BEGIN Given data
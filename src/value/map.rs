// value/map.rs
// Copyright 2025 Matti Hänninen
//
// Licensed under the Apache License, Version 2.0 (the "License"); you may not
// use this file except in compliance with the License. You may obtain a copy of
// the License at
//
//     http://www.apache.org/licenses/LICENSE-2.0
//
// Unless required by applicable law or agreed to in writing, software
// distributed under the License is distributed on an "AS IS" BASIS, WITHOUT
// WARRANTIES OR CONDITIONS OF ANY KIND, either express or implied. See the
// License for the specific language governing permissions and limitations under
// the License.

//! Maps and sets.
//!
//! Small maps are a flat entry array that remembers insertion order; past
//! the threshold they promote to a hash-array-mapped trie.  Sets wrap the
//! trie directly.  Both cache their collection hash lazily.

use std::cell::Cell;
use std::rc::Rc;

use crate::{
  error::{Error, Result},
  value::Value,
};

/// Entry count past which an array map promotes.
pub const ARRAY_MAP_THRESHOLD: usize = 8;

#[derive(Clone, Debug)]
pub enum MapRepr {
  Array(Rc<Vec<(Value, Value)>>),
  Hash(im::HashMap<Value, Value>),
}

#[derive(Clone, Debug)]
pub struct PMap {
  repr: MapRepr,
  meta: Option<Rc<Value>>,
  hash: Cell<Option<i32>>,
}

impl PMap {
  pub fn empty() -> Self {
    Self::from_repr(MapRepr::Array(Rc::new(Vec::new())))
  }

  fn from_repr(repr: MapRepr) -> Self {
    Self {
      repr,
      meta: None,
      hash: Cell::new(None),
    }
  }

  /// Builds from entries, later duplicates replacing earlier ones.
  pub fn from_pairs(pairs: Vec<(Value, Value)>) -> Self {
    let mut map = Self::empty();
    for (k, v) in pairs {
      map = map.assoc(k, v);
    }
    map
  }

  /// Builds from literal entries; duplicate keys are an error.
  pub fn from_pairs_checked(
    pairs: Vec<(Value, Value)>,
  ) -> Result<Self> {
    let mut map = Self::empty();
    for (k, v) in pairs {
      if map.contains_key(&k) {
        return Err(Error::illegal_argument(format!(
          "duplicate key: {}",
          crate::printer::pr_str_basic(&k)
        )));
      }
      map = map.assoc(k, v);
    }
    Ok(map)
  }

  pub fn len(&self) -> usize {
    match &self.repr {
      MapRepr::Array(entries) => entries.len(),
      MapRepr::Hash(map) => map.len(),
    }
  }

  pub fn is_empty(&self) -> bool {
    self.len() == 0
  }

  pub fn get(&self, key: &Value) -> Option<&Value> {
    match &self.repr {
      MapRepr::Array(entries) => {
        entries.iter().find(|(k, _)| k == key).map(|(_, v)| v)
      }
      MapRepr::Hash(map) => map.get(key),
    }
  }

  pub fn contains_key(&self, key: &Value) -> bool {
    self.get(key).is_some()
  }

  pub fn assoc(&self, key: Value, value: Value) -> Self {
    let repr = match &self.repr {
      MapRepr::Array(entries) => {
        if let Some(ix) = entries.iter().position(|(k, _)| *k == key) {
          let mut entries = entries.as_ref().clone();
          entries[ix].1 = value;
          MapRepr::Array(Rc::new(entries))
        } else if entries.len() < ARRAY_MAP_THRESHOLD {
          let mut entries = entries.as_ref().clone();
          entries.push((key, value));
          MapRepr::Array(Rc::new(entries))
        } else {
          let mut map: im::HashMap<Value, Value> =
            entries.iter().cloned().collect();
          map.insert(key, value);
          MapRepr::Hash(map)
        }
      }
      MapRepr::Hash(map) => {
        let mut map = map.clone();
        map.insert(key, value);
        MapRepr::Hash(map)
      }
    };
    Self {
      repr,
      meta: self.meta.clone(),
      hash: Cell::new(None),
    }
  }

  pub fn dissoc(&self, key: &Value) -> Self {
    let repr = match &self.repr {
      MapRepr::Array(entries) => {
        match entries.iter().position(|(k, _)| k == key) {
          Some(ix) => {
            let mut entries = entries.as_ref().clone();
            entries.remove(ix);
            MapRepr::Array(Rc::new(entries))
          }
          None => return self.clone(),
        }
      }
      MapRepr::Hash(map) => {
        let mut map = map.clone();
        map.remove(key);
        MapRepr::Hash(map)
      }
    };
    Self {
      repr,
      meta: self.meta.clone(),
      hash: Cell::new(None),
    }
  }

  pub fn entries(&self) -> MapIter<'_> {
    match &self.repr {
      MapRepr::Array(entries) => MapIter::Array(entries.iter()),
      MapRepr::Hash(map) => MapIter::Hash(map.iter()),
    }
  }

  pub fn meta(&self) -> Option<&Value> {
    self.meta.as_deref()
  }

  pub fn with_meta(&self, meta: Option<Value>) -> Self {
    Self {
      repr: self.repr.clone(),
      meta: meta.map(Rc::new),
      hash: Cell::new(None),
    }
  }

  pub fn cached_hash(&self) -> Option<i32> {
    self.hash.get()
  }

  pub fn cache_hash(&self, hash: i32) {
    self.hash.set(Some(hash));
  }
}

impl PartialEq for PMap {
  fn eq(&self, other: &Self) -> bool {
    if self.len() != other.len() {
      return false;
    }
    self
      .entries()
      .all(|(k, v)| other.get(k).map(|w| w == v).unwrap_or(false))
  }
}

pub enum MapIter<'a> {
  Array(std::slice::Iter<'a, (Value, Value)>),
  Hash(im::hashmap::Iter<'a, Value, Value>),
}

impl<'a> Iterator for MapIter<'a> {
  type Item = (&'a Value, &'a Value);

  fn next(&mut self) -> Option<Self::Item> {
    match self {
      MapIter::Array(it) => it.next().map(|(k, v)| (k, v)),
      MapIter::Hash(it) => it.next(),
    }
  }
}

impl std::fmt::Debug for MapIter<'_> {
  fn fmt(&self, f: &mut std::fmt::Formatter<'_>) -> std::fmt::Result {
    f.write_str("MapIter")
  }
}

#[derive(Clone, Debug)]
pub struct PSet {
  items: im::HashSet<Value>,
  meta: Option<Rc<Value>>,
  hash: Cell<Option<i32>>,
}

impl PSet {
  pub fn empty() -> Self {
    Self::new(im::HashSet::new())
  }

  pub fn new(items: im::HashSet<Value>) -> Self {
    Self {
      items,
      meta: None,
      hash: Cell::new(None),
    }
  }

  pub fn from_vec(values: Vec<Value>) -> Self {
    Self::new(values.into_iter().collect())
  }

  /// Literal construction; duplicates are an error.
  pub fn from_vec_checked(values: Vec<Value>) -> Result<Self> {
    let mut items = im::HashSet::new();
    for value in values {
      if items.contains(&value) {
        return Err(Error::illegal_argument(format!(
          "duplicate key: {}",
          crate::printer::pr_str_basic(&value)
        )));
      }
      items.insert(value);
    }
    Ok(Self::new(items))
  }

  pub fn len(&self) -> usize {
    self.items.len()
  }

  pub fn is_empty(&self) -> bool {
    self.items.is_empty()
  }

  pub fn contains(&self, value: &Value) -> bool {
    self.items.contains(value)
  }

  pub fn conj(&self, value: Value) -> Self {
    let mut items = self.items.clone();
    items.insert(value);
    Self {
      items,
      meta: self.meta.clone(),
      hash: Cell::new(None),
    }
  }

  pub fn disj(&self, value: &Value) -> Self {
    let mut items = self.items.clone();
    items.remove(value);
    Self {
      items,
      meta: self.meta.clone(),
      hash: Cell::new(None),
    }
  }

  pub fn iter(&self) -> im::hashset::Iter<'_, Value> {
    self.items.iter()
  }

  pub fn meta(&self) -> Option<&Value> {
    self.meta.as_deref()
  }

  pub fn with_meta(&self, meta: Option<Value>) -> Self {
    Self {
      items: self.items.clone(),
      meta: meta.map(Rc::new),
      hash: Cell::new(None),
    }
  }

  pub fn cached_hash(&self) -> Option<i32> {
    self.hash.get()
  }

  pub fn cache_hash(&self, hash: i32) {
    self.hash.set(Some(hash));
  }
}

impl PartialEq for PSet {
  fn eq(&self, other: &Self) -> bool {
    self.len() == other.len()
      && self.iter().all(|v| other.contains(v))
  }
}

#[cfg(test)]
mod tests {
  use super::*;

  #[test]
  fn array_map_promotes_past_the_threshold() {
    let mut m = PMap::empty();
    for i in 0..=ARRAY_MAP_THRESHOLD as i64 {
      m = m.assoc(Value::Int(i), Value::Int(i * 10));
    }
    assert!(matches!(m.repr, MapRepr::Hash(_)));
    for i in 0..=ARRAY_MAP_THRESHOLD as i64 {
      assert_eq!(m.get(&Value::Int(i)), Some(&Value::Int(i * 10)));
    }
  }

  #[test]
  fn array_map_keeps_insertion_order() {
    let m = PMap::from_pairs(vec![
      (Value::Int(3), Value::Int(30)),
      (Value::Int(1), Value::Int(10)),
      (Value::Int(2), Value::Int(20)),
    ]);
    let keys: Vec<_> = m.entries().map(|(k, _)| k.clone()).collect();
    assert_eq!(keys, vec![Value::Int(3), Value::Int(1), Value::Int(2)]);
  }

  #[test]
  fn dissoc_then_assoc_round_trips() {
    let m = PMap::from_pairs(vec![(Value::Int(1), Value::Int(10))]);
    let m2 = m.assoc(Value::Int(2), Value::Int(20));
    let m3 = m2.dissoc(&Value::Int(2));
    assert!(m3 == m);
  }

  #[test]
  fn set_membership() {
    let s = PSet::from_vec(vec![Value::Int(1), Value::Int(2)]);
    assert!(s.contains(&Value::Int(1)));
    assert!(!s.disj(&Value::Int(1)).contains(&Value::Int(1)));
  }
}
END Given data
- _What to produce_:
Send back an exact copy of only the lines from the line with "pub fn from_vec(values: Vec<Value>)" up to and including the line with "let mut items = im::HashSet::new();" in the data above.

- _Reply to the exercise_:
  pub fn from_vec(values: Vec<Value>) -> Self {
    Self::new(values.into_iter().collect())
  }

  /// Literal construction; duplicates are an error.
  pub fn from_vec_checked(values: Vec<Value>) -> Result<Self> {
    let mut items = im::HashSet::new();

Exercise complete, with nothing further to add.